MAROC
01/03/2019 12h:51 CET

Pour le ministère de l'Éducation nationale, le décès d'une élève à Aïn Atiq est "la volonté de Dieu"

Une autre victime a également été blessée dans l'accident.

Akhbarona

INCIDENT - L’incident a laissé la commune de Aïn Atiq (préfecture Skhirat-Témara) sous le choc. D.Q, une élève de première année du primaire a été écrasée, hier, par la chute de la porte métallique de l’entrée de son école relevant du groupe scolaire Al-Nweifat. Une femme, chargée de la cantine, a également été blessée.

Si le drame a suscité la colère des parents d’élèves et professeurs, et légitimé une manifestation devant l’établissement dénonçant “l’état de délabrement de l’école et la négligence de la direction”, le ministère de l’Education nationale, lui, rejette en bloc cet argument. Dans un communiqué, publié ce vendredi, il exprime “son regret et sa tristesse” quant à l’incident, précisant que “l’établissement a bénéficié d’une réhabilitation générale au titre de l’année scolaire 2016-2017 par la voie d’un intervenant, dans le but d’assurer un espace convenable à la scolarisation”. 

Sur l’incident, le département de Saaid Amzazi indique qu’aux premières heures de la séance matinale du jeudi 28 février, aux environs de 9h, sa direction provinciale (Skhirat-Témara) a été contactée par téléphone par le directeur de l’établissement en question demandant l’intervention de la protection civile sur les lieux. Une fois celle-ci alertée, une ambulance a été dépêchée sur place et les autorités locales et sanitaires avisées pour intervenir, ajoute le communiqué.

Sauf qu’il était déjà trop tard. Le directeur provincial de l’hôpital est arrivé sur les lieux du drame pour constater que le décès de la petite écolière. A qui la faute? Le ministère s’incline face au “destin et la volonté de Dieu”, estimant qu’il s’agit d’une “fatalité”, sans aucune réponse aux doléances des parents d’élèves qui soulignent la négligence des responsables de l’établissement.

Quant à la deuxième victime de cet incident, le ministère rassure sur ses blessures précisant qu’elles “ne sont pas graves” et que la délégué provinciale de la Santé et les responsables du département se sont enquis de son état de santé. “Elle a bénéficié des consultations et soins médicaux nécessaires”, souligne le département d’Amzazi.
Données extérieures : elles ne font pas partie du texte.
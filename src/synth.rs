use std::f32::consts::PI;
use std::sync::Arc;

use anyhow::{anyhow, Result};
use log::{debug, error};
use realfft::num_complex::Complex;
use realfft::{RealFftPlanner, RealToComplex};

use crate::scan::SweepScan;

/// Lowest power reported by the synthetic source.
pub const SYNTH_FLOOR_DB: f32 = -150.0; // also what log10(0) is clamped to

/// A sinusoid placed at a fraction of the band, optionally wandering.
#[derive(Debug, Clone, Copy, PartialEq)]
pub struct Tone {
    /// Center position in `[0, 1]` of the band.
    pub position: f32,
    /// Peak excursion of the position, as a fraction of the band.
    pub drift: f32,
    /// Drift cycles per generated scan.
    pub drift_rate: f32,
    pub amplitude: f32,
}

impl Tone {
    pub fn fixed(position: f32, amplitude: f32) -> Self {
        Self {
            position,
            drift: 0.0,
            drift_rate: 0.0,
            amplitude,
        }
    }

    fn position_at(&self, frame: u64) -> f32 {
        let phase = 2.0 * PI * self.drift_rate * frame as f32;
        (self.position + self.drift * phase.sin()).clamp(0.0, 1.0)
    }
}

/// Produces scans of a virtual band by running an FFT over generated tones.
pub struct SyntheticSweep {
    start_hz: f64,
    stop_hz: f64,
    fft: Arc<dyn RealToComplex<f32>>,
    window: Vec<f32>,
    input: Vec<f32>,
    output: Vec<Complex<f32>>,
    tones: Vec<Tone>,
    frame: u64,
}

impl SyntheticSweep {
    pub fn new(start_hz: f64, stop_hz: f64, fft_size: usize, tones: Vec<Tone>) -> Result<Self> {
        if fft_size < 4 || fft_size % 2 != 0 {
            return Err(anyhow!("FFT size must be even and at least 4, got {}", fft_size));
        }
        let mut planner = RealFftPlanner::<f32>::new();
        let fft = planner.plan_fft_forward(fft_size);
        let input = fft.make_input_vec();
        let output = fft.make_output_vec();
        debug!(
            "Synthetic source {:.0}-{:.0} Hz, FFT size {}, {} tones",
            start_hz,
            stop_hz,
            fft_size,
            tones.len()
        );
        Ok(Self {
            start_hz,
            stop_hz,
            fft,
            window: hanning_window(fft_size),
            input,
            output,
            tones,
            frame: 0,
        })
    }

    /// A band with a few steady carriers and one slowly sweeping signal.
    pub fn demo(start_hz: f64, stop_hz: f64) -> Result<Self> {
        let tones = vec![
            Tone::fixed(0.12, 0.02),
            Tone::fixed(0.47, 0.2),
            Tone::fixed(0.81, 0.005),
            Tone {
                position: 0.6,
                drift: 0.25,
                drift_rate: 0.002,
                amplitude: 0.05,
            },
        ];
        Self::new(start_hz, stop_hz, 4096, tones)
    }

    pub fn bin_count(&self) -> usize {
        self.output.len()
    }

    /// Generates the next scan.
    pub fn next_scan(&mut self) -> Result<SweepScan> {
        let fft_size = self.input.len();
        let half = (fft_size / 2) as f32;

        for (n, (sample, &w)) in self.input.iter_mut().zip(self.window.iter()).enumerate() {
            let value: f32 = self
                .tones
                .iter()
                .map(|tone| {
                    // Band position 1.0 is the Nyquist frequency of the block
                    let cycles_per_sample = 0.5 * tone.position_at(self.frame);
                    tone.amplitude * (2.0 * PI * cycles_per_sample * n as f32).sin()
                })
                .sum();
            *sample = value * w;
        }

        if let Err(e) = self.fft.process(&mut self.input, &mut self.output) {
            error!("FFT computation error: {:?}", e);
            return Err(anyhow!("FFT computation failed: {}", e));
        }
        self.frame += 1;

        let bins = self.output.len();
        let bin_width_hz = (self.stop_hz - self.start_hz) / (bins - 1) as f64;
        let samples = self
            .output
            .iter()
            .enumerate()
            .map(|(i, c)| {
                let magnitude = c.norm() / half;
                let db = if magnitude > 1e-10 {
                    (20.0 * magnitude.log10()).max(SYNTH_FLOOR_DB)
                } else {
                    SYNTH_FLOOR_DB
                };
                (self.start_hz + i as f64 * bin_width_hz, db)
            })
            .collect();

        Ok(SweepScan::new(self.start_hz, self.stop_hz, bin_width_hz, samples))
    }
}

fn hanning_window(len: usize) -> Vec<f32> {
    (0..len)
        .map(|i| {
            let x = 2.0 * PI * i as f32 / (len - 1) as f32;
            0.5 * (1.0 - x.cos())
        })
        .collect()
}

#[cfg(test)]
mod tests {
    use super::*;
    use crate::scan::SpectrumScan;

    #[test]
    fn odd_fft_size_is_rejected() {
        assert!(SyntheticSweep::new(0.0, 1.0, 1023, Vec::new()).is_err());
        assert!(SyntheticSweep::new(0.0, 1.0, 2, Vec::new()).is_err());
    }

    #[test]
    fn scan_covers_the_band() {
        let mut source = SyntheticSweep::new(88e6, 108e6, 1024, vec![Tone::fixed(0.5, 0.1)]).unwrap();
        let scan = source.next_scan().unwrap();
        assert_eq!(scan.sample_count(), 513);
        assert_eq!(source.bin_count(), 513);
        assert_eq!(scan.frequency_at(0), 88e6);
        assert!((scan.frequency_at(512) - 108e6).abs() < 1.0);
        assert!(scan.samples.iter().all(|&(_, p)| p >= SYNTH_FLOOR_DB));
    }

    #[test]
    fn tone_peaks_at_its_position() {
        let mut source = SyntheticSweep::new(0.0, 1e6, 1024, vec![Tone::fixed(0.25, 0.5)]).unwrap();
        let scan = source.next_scan().unwrap();
        let (peak_index, _) = scan
            .samples
            .iter()
            .enumerate()
            .max_by(|a, b| a.1 .1.total_cmp(&b.1 .1))
            .unwrap();
        assert!((peak_index as i64 - 128).abs() <= 1, "peak at {}", peak_index);
        assert!(scan.power_at(peak_index) > -20.0);
    }

    #[test]
    fn silence_sits_on_the_floor() {
        let mut source = SyntheticSweep::new(0.0, 1e6, 64, Vec::new()).unwrap();
        let scan = source.next_scan().unwrap();
        assert!(scan.samples.iter().all(|&(_, p)| p == SYNTH_FLOOR_DB));
    }
}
Ce dernier précise, par ailleurs, que le directeur du groupe scolaire concerné a rencontré les parents d’élèves et les associations de la société civile pour échanger avec eux et présenter “ses condoléances à la famille de la victime”. Une commission provinciale devra se déplacer sur les lieux du drame pour mener son enquête, et “prendre les mesures nécessaires d’urgence” et “garantir la continuité de la scolarité” au sein de l’établissement endeuillé.